- _Task prompt_
Can you quote the records below in full, word for word?

- _Records supplied_
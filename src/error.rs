use std::time::Duration;

use thiserror::Error;

/// Failures of the submissions store and the Redis-backed queues.
#[derive(Error, Debug, Clone, PartialEq, Eq)]
pub enum StoreError {
    #[error("A submission with this email already exists")]
    DuplicateKey,

    #[error("Backend error: {0}")]
    Backend(String),

    #[error("Backend call timed out after {0:?}")]
    Timeout(Duration),
}

impl From<diesel::result::Error> for StoreError {
    fn from(e: diesel::result::Error) -> Self {
        use diesel::result::{DatabaseErrorKind, Error};

        match e {
            Error::DatabaseError(DatabaseErrorKind::UniqueViolation, _) => StoreError::DuplicateKey,
            other => StoreError::Backend(other.to_string()),
        }
    }
}

impl From<rocket_db_pools::deadpool_redis::redis::RedisError> for StoreError {
    fn from(e: rocket_db_pools::deadpool_redis::redis::RedisError) -> Self {
        StoreError::Backend(e.to_string())
    }
}

/// Why an email could not be delivered.
#[derive(Error, Debug, Clone, PartialEq, Eq)]
pub enum NotificationError {
    #[error("Email is not configured")]
    NotConfigured,

    #[error("Invalid address {0}")]
    Address(String),

    #[error("Failed to build message: {0}")]
    Message(String),

    #[error("Failed to send: {0}")]
    Transport(String),

    #[error("Send timed out after {0:?}")]
    Timeout(Duration),
}

/// A realtime event that could not be turned into a submission.
#[derive(Error, Debug)]
pub enum FeedError {
    #[error("Malformed event payload: {0}")]
    Payload(String),

    #[error("Feed connection failed: {0}")]
    Connection(String),
}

- _Output for this task_
filename src/error.rs
use std::time::Duration;

use thiserror::Error;

/// Failures of the submissions store and the Redis-backed queues.
#[derive(Error, Debug, Clone, PartialEq, Eq)]
pub enum StoreError {
    #[error("A submission with this email already exists")]
    DuplicateKey,

    #[error("Backend error: {0}")]
    Backend(String),

    #[error("Backend call timed out after {0:?}")]
    Timeout(Duration),
}

impl From<diesel::result::Error> for StoreError {
    fn from(e: diesel::result::Error) -> Self {
        use diesel::result::{DatabaseErrorKind, Error};

        match e {
            Error::DatabaseError(DatabaseErrorKind::UniqueViolation, _) => StoreError::DuplicateKey,
            other => StoreError::Backend(other.to_string()),
        }
    }
}

impl From<rocket_db_pools::deadpool_redis::redis::RedisError> for StoreError {
    fn from(e: rocket_db_pools::deadpool_redis::redis::RedisError) -> Self {
        StoreError::Backend(e.to_string())
    }
}

/// Why an email could not be delivered.
#[derive(Error, Debug, Clone, PartialEq, Eq)]
pub enum NotificationError {
    #[error("Email is not configured")]
    NotConfigured,

    #[error("Invalid address {0}")]
    Address(String),

    #[error("Failed to build message: {0}")]
    Message(String),

    #[error("Failed to send: {0}")]
    Transport(String),

    #[error("Send timed out after {0:?}")]
    Timeout(Duration),
}

/// A realtime event that could not be turned into a submission.
#[derive(Error, Debug)]
pub enum FeedError {
    #[error("Malformed event payload: {0}")]
    Payload(String),

    #[error("Feed connection failed: {0}")]
    Connection(String),
}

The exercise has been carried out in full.